仕様断面図
施工例
概要
ジックボードGR工法は、高耐食性のビニルエステル樹脂を用いたFRP板と、裏面に取り付けられた立体クロスにより防食被覆工法に求められる、以下の特性を併せ持つ工法である。
・遮断性:コンクリートへの硫黄(硫酸)浸入を遮断する
・耐硫酸性:硫酸腐食環境下で曲げ強度を維持する
・接着安定性:竣工時の接着強さを維持する
そのため、厳しい環境下でも竣工時の要求性能を50年間維持することが可能となる。
特長
- 耐環境性:ビニルエステル樹脂FRP成形板による優れた耐薬品性
日本下水道事業団「コンクリート構造物の腐食抑制技術及び防食技術マニュアル」のシートライニング工法に該当し、厳しい環境下にある施設や長期の耐久性が求められる施設に適応可能。
- 環境遮断性:ビニルエステル樹脂FRP成形板による優れた遮断性
ジックボードは、工場成形品であり、均質高密度で遮断性が高く、従来工法のようにピンホールや気泡などの被覆欠陥から侵食物質を浸透させることがない。
- 接着安定性:立体クロスと無機質材料による乾湿条件に左右されない接着安定性
ジックボード裏面に一体成形された立体クロスは、未硬化の無機質グラウトまたはコンクリートと強固に絡み合い、硬化後にジックボードとコンクリート躯体を一体化させる。

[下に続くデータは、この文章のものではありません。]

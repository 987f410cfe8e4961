use std::collections::BTreeSet;
use std::path::Path;

use quick_xml::events::Event;
use quick_xml::Reader;

use super::{local_name, malformed, unescape, Source};
use crate::error::NoticeError;
use crate::models::LicenseRecord;

/// Reads the license catalog.
///
/// ```xml
/// <license>
///   <groupId>org.eclipse.jetty</groupId>   <!-- zero or more -->
///   <artifactId>jetty-util</artifactId>    <!-- optional, needs exactly one groupId -->
///   <name>Apache 2.0</name>
///   <synonyms>
///     <synonym>ASL 2.0</synonym>           <!-- any element name -->
///   </synonyms>
///   <content><![CDATA[ ... ]]></content>
/// </license>
/// ```
///
/// `<content>` is kept verbatim, every other field is trimmed.
pub struct CatalogSource;

impl CatalogSource {
    pub fn new() -> Self {
        Self
    }
}

#[derive(Default)]
struct RecordBuilder {
    artifact_id: Option<String>,
    group_ids: Vec<String>,
    name: Option<String>,
    aliases: BTreeSet<String>,
    content: Option<String>,
}

impl RecordBuilder {
    fn set_field(&mut self, parent: Option<&str>, field: &str, text: &str) {
        match (parent, field) {
            (None, "groupId") => push_trimmed(&mut self.group_ids, text),
            (None, "artifactId") if self.artifact_id.is_none() => {
                self.artifact_id = non_empty(text);
            }
            (None, "name") if self.name.is_none() => self.name = non_empty(text),
            (None, "content") if self.content.is_none() => self.content = Some(text.to_string()),
            (Some("synonyms"), _) => {
                if let Some(alias) = non_empty(text) {
                    self.aliases.insert(alias);
                }
            }
            _ => {}
        }
    }

    fn build(self, index: usize, origin: &Path) -> Result<LicenseRecord, NoticeError> {
        let name = self
            .name
            .ok_or_else(|| malformed(origin, format!("license #{} has no <name>", index + 1)))?;

        Ok(LicenseRecord {
            artifact_id: self.artifact_id,
            group_ids: self.group_ids,
            name,
            aliases: self.aliases,
            content: self.content.unwrap_or_default(),
        })
    }
}

fn push_trimmed(values: &mut Vec<String>, text: &str) {
    if let Some(v) = non_empty(text) {
        values.push(v);
    }
}

fn non_empty(text: &str) -> Option<String> {
    let trimmed = text.trim();
    (!trimmed.is_empty()).then(|| trimmed.to_string())
}

impl Source for CatalogSource {
    type Item = LicenseRecord;

    const KIND: &'static str = "license catalog";

    fn parse(&self, xml: &str, origin: &Path) -> Result<Vec<LicenseRecord>, NoticeError> {
        // License bodies are whitespace sensitive: no trimming at the reader level.
        let mut reader = Reader::from_str(xml);

        let mut records = Vec::new();
        let mut buf = Vec::new();

        let mut current: Option<RecordBuilder> = None;
        // Elements opened inside the current <license>, outermost first, each with
        // the text gathered so far. A closing child appends its text to its parent.
        let mut stack: Vec<(String, String)> = Vec::new();

        loop {
            match reader.read_event_into(&mut buf) {
                Ok(Event::Start(ref e)) => {
                    let name = local_name(e.name());
                    if current.is_some() {
                        stack.push((name, String::new()));
                    } else if name == "license" {
                        current = Some(RecordBuilder::default());
                        stack.clear();
                    }
                }
                Ok(Event::End(_)) if current.is_some() => match stack.pop() {
                    Some((field, text)) => {
                        if let Some(builder) = current.as_mut() {
                            let parent = stack.last().map(|(p, _)| p.as_str());
                            builder.set_field(parent, &field, &text);
                        }
                        if let Some((_, parent_text)) = stack.last_mut() {
                            parent_text.push_str(&text);
                        }
                    }
                    None => {
                        if let Some(builder) = current.take() {
                            let record = builder.build(records.len(), origin)?;
                            records.push(record);
                        }
                    }
                },
                Ok(Event::Text(ref e)) => {
                    if let Some((_, text)) = stack.last_mut() {
                        text.push_str(&unescape(e, origin)?);
                    }
                }
                Ok(Event::CData(ref e)) => {
                    if let Some((_, text)) = stack.last_mut() {
                        text.push_str(&String::from_utf8_lossy(e));
                    }
                }
                Ok(Event::Eof) => break,
                Err(e) => {
                    return Err(malformed(
                        origin,
                        format!("at byte {}: {}", reader.buffer_position(), e),
                    ))
                }
                _ => {}
            }
            buf.clear();
        }

        Ok(records)
    }
}

#[cfg(test)]
mod tests {
    use super::*;
    use std::io::Write;
    use tempfile::NamedTempFile;

    const CATALOG: &str = r#"<?xml version="1.0"?>
<licenses>
  <license>
    <name>Apache 2.0</name>
    <synonyms>
      <synonym>The Apache Software License, Version 2.0</synonym>
      <synonym>ASL 2.0</synonym>
    </synonyms>
    <content>Apache License
Version 2.0</content>
  </license>
  <license>
    <groupId>org.eclipse.jetty</groupId>
    <groupId>org.eclipse.jetty.orbit</groupId>
    <name>Eclipse Public License 1.0</name>
    <content><![CDATA[Eclipse <Public> License]]></content>
  </license>
  <license>
    <groupId>acme</groupId>
    <artifactId>widget</artifactId>
    <name>BSD</name>
    <content>BSD text</content>
  </license>
</licenses>"#;

    #[test]
    fn test_parse_catalog() {
        let records = CatalogSource::new().parse(CATALOG, Path::new("licenses.xml")).unwrap();
        assert_eq!(records.len(), 3);

        let apache = &records[0];
        assert!(apache.is_unscoped());
        assert_eq!(apache.name, "Apache 2.0");
        assert!(apache.aliases.contains("ASL 2.0"));
        assert!(apache
            .aliases
            .contains("The Apache Software License, Version 2.0"));
        assert_eq!(apache.content, "Apache License\nVersion 2.0");

        let epl = &records[1];
        assert_eq!(epl.group_ids, vec!["org.eclipse.jetty", "org.eclipse.jetty.orbit"]);
        assert_eq!(epl.artifact_id, None);
        assert_eq!(epl.content, "Eclipse <Public> License");

        let bsd = &records[2];
        assert_eq!(bsd.artifact_id.as_deref(), Some("widget"));
        assert_eq!(bsd.group_ids, vec!["acme"]);
        assert!(bsd.has_valid_scope());
    }

    #[test]
    fn test_content_kept_verbatim() {
        let xml = "<licenses><license><name> MIT </name><content>\n  indented\n</content></license></licenses>";
        let records = CatalogSource::new().parse(xml, Path::new("x")).unwrap();
        assert_eq!(records[0].name, "MIT");
        assert_eq!(records[0].content, "\n  indented\n");
    }

    #[test]
    fn test_content_keeps_text_around_child_elements() {
        let xml = "<licenses><license><name>ACME</name><content>Copyright <b>ACME</b> all rights</content></license></licenses>";
        let records = CatalogSource::new().parse(xml, Path::new("x")).unwrap();
        assert_eq!(records[0].content, "Copyright ACME all rights");
    }

    #[test]
    fn test_invalid_fqdn_scope_is_kept() {
        let xml = "<licenses><license><groupId>a</groupId><groupId>b</groupId><artifactId>w</artifactId><name>BSD</name></license></licenses>";
        let records = CatalogSource::new().parse(xml, Path::new("x")).unwrap();
        assert_eq!(records.len(), 1);
        assert!(!records[0].has_valid_scope());
    }

    #[test]
    fn test_license_without_name_is_malformed() {
        let xml = "<licenses><license><content>text</content></license></licenses>";
        let err = CatalogSource::new().parse(xml, Path::new("x")).unwrap_err();
        assert!(err.to_string().contains("license #1 has no <name>"));
    }

    #[test]
    fn test_unclosed_document_is_malformed() {
        let xml = "<licenses><license><name>MIT</name></licence></licenses>";
        let err = CatalogSource::new().parse(xml, Path::new("x")).unwrap_err();
        assert!(matches!(err, NoticeError::MalformedInput { .. }));
    }

    #[test]
    fn test_load_from_file() {
        let mut f = NamedTempFile::new().unwrap();
        write!(f, "{}", CATALOG).unwrap();
        let records = CatalogSource::new().load(f.path()).unwrap();
        assert_eq!(records.len(), 3);
    }

    #[test]
    fn test_missing_file() {
        let err = CatalogSource::new()
            .load(Path::new("/nonexistent/licenses.xml"))
            .unwrap_err();
        assert!(err.to_string().contains("license catalog not found"));
    }
}
use std::io::{self, Write};

use crate::notice::{Notice, NoticeEntry};

/// Render the plain-text notice: a `LICENSES` header, then one block per matched artifact.
pub fn render<W: Write>(notice: &Notice, out: &mut W) -> io::Result<()> {
    writeln!(out, "LICENSES")?;
    for entry in &notice.entries {
        render_entry(entry, out)?;
    }
    Ok(())
}

fn render_entry<W: Write>(entry: &NoticeEntry, out: &mut W) -> io::Result<()> {
    let artifact = &entry.artifact;
    writeln!(out, "---")?;
    writeln!(out, "# {} ({})", artifact.title, artifact.fqdn())?;
    writeln!(out)?;
    writeln!(out, "Licence name: {}", entry.license.name)?;
    writeln!(out, "License:")?;
    writeln!(out, "{}", entry.license.content)?;
    writeln!(out)?;
    writeln!(out)
}
//! Report sinks for a generated [`Notice`](crate::notice::Notice).
//!
//! - [`text`] - the `LICENSES` plain-text notice file.
//! - [`json`] - the same notice as pretty-printed JSON.
//! - [`terminal`] - console summary, optional match table, and the sorted error channel.

use std::fs::File;
use std::io::{BufWriter, Write};
use std::path::Path;

use anyhow::{Context, Result};

use crate::cli::ReportFormat;
use crate::notice::Notice;

pub mod json;
pub mod terminal;
pub mod text;

/// Write `notice` to `path` in the requested format.
pub fn write_notice(notice: &Notice, format: &ReportFormat, path: &Path) -> Result<()> {
    let file = File::create(path)
        .with_context(|| format!("failed to create notice file {}", path.display()))?;
    let mut writer = BufWriter::new(file);

    match format {
        ReportFormat::Text => text::render(notice, &mut writer)?,
        ReportFormat::Json => json::render(notice, &mut writer)?,
    }

    writer
        .flush()
        .with_context(|| format!("failed to write notice file {}", path.display()))?;
    Ok(())
}
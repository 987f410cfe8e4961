use std::path::PathBuf;

use clap::Parser;

#[derive(Parser, Debug)]
#[command(
    name = "license-notice",
    about = "Match artifacts against a license catalog and generate an aggregated notice file",
    version
)]
pub struct Cli {
    /// Artifact list document [default: resources/artifacts.xml]
    #[arg(long, value_name = "FILE")]
    pub artifacts: Option<PathBuf>,

    /// License catalog document [default: resources/licenses.xml]
    #[arg(long, value_name = "FILE")]
    pub licenses: Option<PathBuf>,

    /// Notice file to write [default: LICENSES.txt]
    #[arg(short, long, value_name = "FILE")]
    pub output: Option<PathBuf>,

    /// Notice file format
    #[arg(long, default_value = "text", value_name = "FORMAT")]
    pub format: ReportFormat,

    /// Config file [default: ./.license-notice/config.toml, fallback ~/.config/license-notice/config.toml]
    #[arg(long)]
    pub config: Option<PathBuf>,

    /// Leave artifacts declaring this license out of the notice (repeatable)
    #[arg(long = "exclude-license", value_name = "LABEL")]
    pub exclude_license: Vec<String>,

    /// Print the distinct declared licenses and exit
    #[arg(long)]
    pub list_licenses: bool,

    /// Show every matched artifact and the rule that matched it
    #[arg(short, long)]
    pub verbose: bool,

    /// Only print summary line
    #[arg(short, long)]
    pub quiet: bool,
}

#[derive(Debug, Clone, clap::ValueEnum)]
pub enum ReportFormat {
    Text,
    Json,
}
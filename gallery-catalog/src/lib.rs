//! Gallery Catalog - lazy, memory-conscious image tracking for scrollable galleries
//!
//! This library keeps per-position state for a fixed list of gallery items:
//! which decoded images are available, which placeholders can be shown in
//! their place, and which loads are already in flight. Fetching and decoding
//! is delegated to an injected [`ImageLoader`]; the catalog only tracks state,
//! deduplicates requests and tells observers when a position becomes ready.
//!
//! # Architecture
//!
//! ```text
//!  renderer ──load(p)──► Catalog ──submit(request, listener[p])──► ImageLoader
//!     ▲                    │  ▲                                        │
//!     │ get_bitmap(p)      │  └──────── on_image_loaded(image) ◄───────┘
//!     │                    ▼
//!     └──── on_position_ready(p) ◄── ObserverRegistry
//! ```
//!
//! # Example
//!
//! ```ignore
//! use gallery_catalog::{Catalog, CatalogConfig, Item};
//!
//! let catalog = Catalog::builder()
//!     .items(vec![Item::from_url("https://example.com/a.png")])
//!     .config(CatalogConfig::default().with_target_size(128))
//!     .loader(loader)
//!     .build()?;
//!
//! catalog.subscribe_fn(|position| println!("position {} is ready", position));
//! catalog.load(0)?;
//! ```

pub mod bitmap;
pub mod catalog;
pub mod config;
pub mod item;
pub mod loader;
pub mod logging;
pub mod observer;
pub mod retention;

pub use bitmap::{Bitmap, SharedBitmap};
pub use catalog::{Catalog, CatalogBuilder, CatalogError, CatalogStats};
pub use config::{CatalogConfig, ConfigError};
pub use item::{Item, ResourceId};
pub use loader::{
    ImageLoader, LoadError, LoadListener, LoadRequest, SharedLoadListener, SourceRef, Transform,
};
pub use observer::{CatalogObserver, ChannelObserver, ObserverId, SharedCatalogObserver};
pub use retention::ImageRetainer;
//! Gallery item descriptors.
//!
//! An [`Item`] names where the image for one gallery position can be found:
//! a bundled resource, a remote URL, or both, plus an optional placeholder
//! resource shown while the image is loading. The constructors only accept
//! descriptors with at least one image source, so every item the catalog sees
//! is loadable in principle.

use std::fmt;

/// Identifier of a bundled image resource.
///
/// # Example
///
/// ```
/// use gallery_catalog::ResourceId;
///
/// let id = ResourceId::new(42);
/// assert_eq!(id.get(), 42);
/// assert_eq!(id.to_string(), "res:42");
/// ```
#[derive(Debug, Clone, Copy, PartialEq, Eq, Hash, PartialOrd, Ord)]
pub struct ResourceId(u32);

impl ResourceId {
    /// Create a resource identifier.
    pub fn new(id: u32) -> Self {
        Self(id)
    }

    /// Raw identifier value.
    pub fn get(&self) -> u32 {
        self.0
    }
}

impl fmt::Display for ResourceId {
    fn fmt(&self, f: &mut fmt::Formatter<'_>) -> fmt::Result {
        write!(f, "res:{}", self.0)
    }
}

/// Descriptor for one gallery position.
///
/// # Example
///
/// ```
/// use gallery_catalog::{Item, ResourceId};
///
/// let item = Item::from_url("https://example.com/avatar.png")
///     .with_placeholder(ResourceId::new(7));
/// assert_eq!(item.url(), Some("https://example.com/avatar.png"));
/// assert_eq!(item.resource(), None);
/// assert_eq!(item.placeholder(), Some(ResourceId::new(7)));
/// ```
#[derive(Debug, Clone, PartialEq, Eq)]
pub struct Item {
    resource: Option<ResourceId>,
    url: Option<String>,
    placeholder: Option<ResourceId>,
}

impl Item {
    /// Item backed by a bundled resource.
    pub fn from_resource(resource: ResourceId) -> Self {
        Self {
            resource: Some(resource),
            url: None,
            placeholder: None,
        }
    }

    /// Item backed by a remote URL.
    pub fn from_url(url: impl Into<String>) -> Self {
        Self {
            resource: None,
            url: Some(url.into()),
            placeholder: None,
        }
    }

    /// Add a remote URL, used when the resource cannot be resolved.
    pub fn with_url(mut self, url: impl Into<String>) -> Self {
        self.url = Some(url.into());
        self
    }

    /// Add a bundled resource, tried before the URL.
    pub fn with_resource(mut self, resource: ResourceId) -> Self {
        self.resource = Some(resource);
        self
    }

    /// Add a placeholder resource shown until the image is ready.
    pub fn with_placeholder(mut self, placeholder: ResourceId) -> Self {
        self.placeholder = Some(placeholder);
        self
    }

    pub fn resource(&self) -> Option<ResourceId> {
        self.resource
    }

    pub fn url(&self) -> Option<&str> {
        self.url.as_deref()
    }

    pub fn placeholder(&self) -> Option<ResourceId> {
        self.placeholder
    }
}
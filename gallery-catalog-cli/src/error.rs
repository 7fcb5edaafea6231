//! CLI error types.

use std::fmt;

use gallery_catalog::logging::LoggingError;
use gallery_catalog::{CatalogError, ConfigError};

/// Errors surfaced by CLI commands.
#[derive(Debug)]
pub enum CliError {
    /// Catalog construction or a catalog operation failed.
    Catalog(CatalogError),

    /// Configuration could not be loaded.
    Config(ConfigError),

    /// Logging could not be initialised.
    Logging(LoggingError),

    /// Failed to create the Tokio runtime.
    Runtime(String),

    /// Invalid combination of arguments.
    InvalidArgs(String),
}

impl fmt::Display for CliError {
    fn fmt(&self, f: &mut fmt::Formatter<'_>) -> fmt::Result {
        match self {
            CliError::Catalog(e) => write!(f, "Catalog error: {}", e),
            CliError::Config(e) => write!(f, "Configuration error: {}", e),
            CliError::Logging(e) => write!(f, "Logging error: {}", e),
            CliError::Runtime(msg) => write!(f, "Failed to create Tokio runtime: {}", msg),
            CliError::InvalidArgs(msg) => write!(f, "Invalid arguments: {}", msg),
        }
    }
}

impl std::error::Error for CliError {
    fn source(&self) -> Option<&(dyn std::error::Error + 'static)> {
        match self {
            CliError::Catalog(e) => Some(e),
            CliError::Config(e) => Some(e),
            CliError::Logging(e) => Some(e),
            CliError::Runtime(_) => None,
            CliError::InvalidArgs(_) => None,
        }
    }
}

impl From<CatalogError> for CliError {
    fn from(e: CatalogError) -> Self {
        CliError::Catalog(e)
    }
}

impl From<ConfigError> for CliError {
    fn from(e: ConfigError) -> Self {
        CliError::Config(e)
    }
}

impl From<LoggingError> for CliError {
    fn from(e: LoggingError) -> Self {
        CliError::Logging(e)
    }
}
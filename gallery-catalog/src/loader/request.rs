//! Load request types.

use std::fmt;
use std::str::FromStr;

use thiserror::Error;

use crate::item::{Item, ResourceId};

/// Transform the loader should apply to the decoded image.
#[derive(Debug, Clone, Copy, PartialEq, Eq, Hash, Default)]
pub enum Transform {
    /// Deliver the image as decoded (resized to the target size).
    None,
    /// Crop the image to a circle inscribed in the target square.
    #[default]
    Circle,
}

impl Transform {
    /// Configuration name of the transform.
    pub fn name(&self) -> &'static str {
        match self {
            Transform::None => "none",
            Transform::Circle => "circle",
        }
    }
}

impl fmt::Display for Transform {
    fn fmt(&self, f: &mut fmt::Formatter<'_>) -> fmt::Result {
        f.write_str(self.name())
    }
}

/// Error returned when parsing an unknown transform name.
#[derive(Debug, Clone, PartialEq, Eq, Error)]
#[error("Unknown transform '{0}' (expected 'circle' or 'none')")]
pub struct UnknownTransform(pub String);

impl FromStr for Transform {
    type Err = UnknownTransform;

    fn from_str(s: &str) -> Result<Self, Self::Err> {
        match s.trim().to_lowercase().as_str() {
            "none" => Ok(Transform::None),
            "circle" | "circular" => Ok(Transform::Circle),
            other => Err(UnknownTransform(other.to_string())),
        }
    }
}

/// One image source, in the order a loader should try them.
#[derive(Debug, Clone, Copy, PartialEq, Eq)]
pub enum SourceRef<'a> {
    Resource(ResourceId),
    Url(&'a str),
}

/// Everything a loader needs to produce the image for one position.
///
/// # Example
///
/// ```
/// use gallery_catalog::{Item, LoadRequest, ResourceId, SourceRef, Transform};
///
/// let item = Item::from_resource(ResourceId::new(1)).with_url("https://example.com/1.png");
/// let request = LoadRequest::for_item(4, &item, 128, Transform::Circle);
///
/// let sources: Vec<_> = request.sources().collect();
/// assert_eq!(
///     sources,
///     vec![
///         SourceRef::Resource(ResourceId::new(1)),
///         SourceRef::Url("https://example.com/1.png"),
///     ]
/// );
/// assert_eq!(request.position(), 4);
/// assert_eq!(request.target_size(), 128);
/// ```
#[derive(Debug, Clone, PartialEq, Eq)]
pub struct LoadRequest {
    position: usize,
    resource: Option<ResourceId>,
    url: Option<String>,
    placeholder: Option<ResourceId>,
    target_size: u32,
    transform: Transform,
}

impl LoadRequest {
    /// Build the request for `item` at `position`.
    pub fn for_item(position: usize, item: &Item, target_size: u32, transform: Transform) -> Self {
        Self {
            position,
            resource: item.resource(),
            url: item.url().map(str::to_string),
            placeholder: item.placeholder(),
            target_size,
            transform,
        }
    }

    /// Catalog position this request is for.
    pub fn position(&self) -> usize {
        self.position
    }

    /// Primary source.
    pub fn resource(&self) -> Option<ResourceId> {
        self.resource
    }

    /// Remote source, the fallback when the resource is absent or fails.
    pub fn url(&self) -> Option<&str> {
        self.url.as_deref()
    }

    pub fn placeholder(&self) -> Option<ResourceId> {
        self.placeholder
    }

    /// Edge length of the square the image must be rendered to.
    pub fn target_size(&self) -> u32 {
        self.target_size
    }

    pub fn transform(&self) -> Transform {
        self.transform
    }

    /// Image sources in priority order: resource first, then URL.
    pub fn sources(&self) -> impl Iterator<Item = SourceRef<'_>> {
        self.resource
            .map(SourceRef::Resource)
            .into_iter()
            .chain(self.url.as_deref().map(SourceRef::Url))
    }
}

無機質系グラウトは対象コンクリートの吸水状態や環境湿度に左右されない良好な接着特性を有す。
- 施工性:施工時期と対象構造物の形状の自由性を確保
①「後貼り工法」「型枠工法」での施工が可能。
②角形構造、円形構造(1号マンホール(φ900mm)以上、管渠(呼び径1200mm以上))に施工可能。
③ジックボードは、軽量で加工性に富む特性を持ち、取り扱いが容易で部位形状に合わせて切断加工が可能。
耐用年数50年の検証結果
ジックボードGR工法は、20数年の施工実績を有し、供用開始後の施工実績の追跡調査と促進試験の結果による検証の結果、厳しい腐食環境下でも竣工時の要求性能を50年間維持できることが確認された。
- 耐環境性:耐硫酸性で検証
高温(80℃)の硫酸水溶液に試験体浸漬した促進試験を実施し、50年経過後も設計曲げ強度以上の強度を有する検証結果となった。
供用中の施設から採取したサンプルでの曲げ強度試験結果でも、充分な強度を保持しており、促進試験の有効性が確認された。
- 環境遮断性:硫酸浸入深さで検証
公的機関での硫黄浸入深さ(硫酸浸入深さ)と、施工後14年および20年の硫黄浸入深さの結果では、ジックボードでの硫黄浸入は見受けられず、目地部では、若干硫黄の浸入が認められたが、被覆厚さを考慮して検証すると、50年後も遮断性を保持していることが確認された。
- 接着安定性:接着強度の経年変化で検証
公的試験機関での材齢28日の接着強さと、施工後14年および20年の接着強さ試験の結果では、竣工時の規格値(1.5N/㎟)以上の接着強度以上を保持しており、近似式で50年後の接着強さを検証すると、50年後も規格値以上を保持していることが確認された。
- ライフサイクルコストの低減
シートライニング工法「ジックボードGR工法」は50年間の耐用年数を有することから、塗布型ライニング工法に比べてライフサイクルコストの低減に寄与する。
用途
・下水道関連施設のコンクリート製処理施設、下水道管渠、人孔などの新設および補修工事。
・その他の激しい腐食環境に曝されるコンクリートの保護。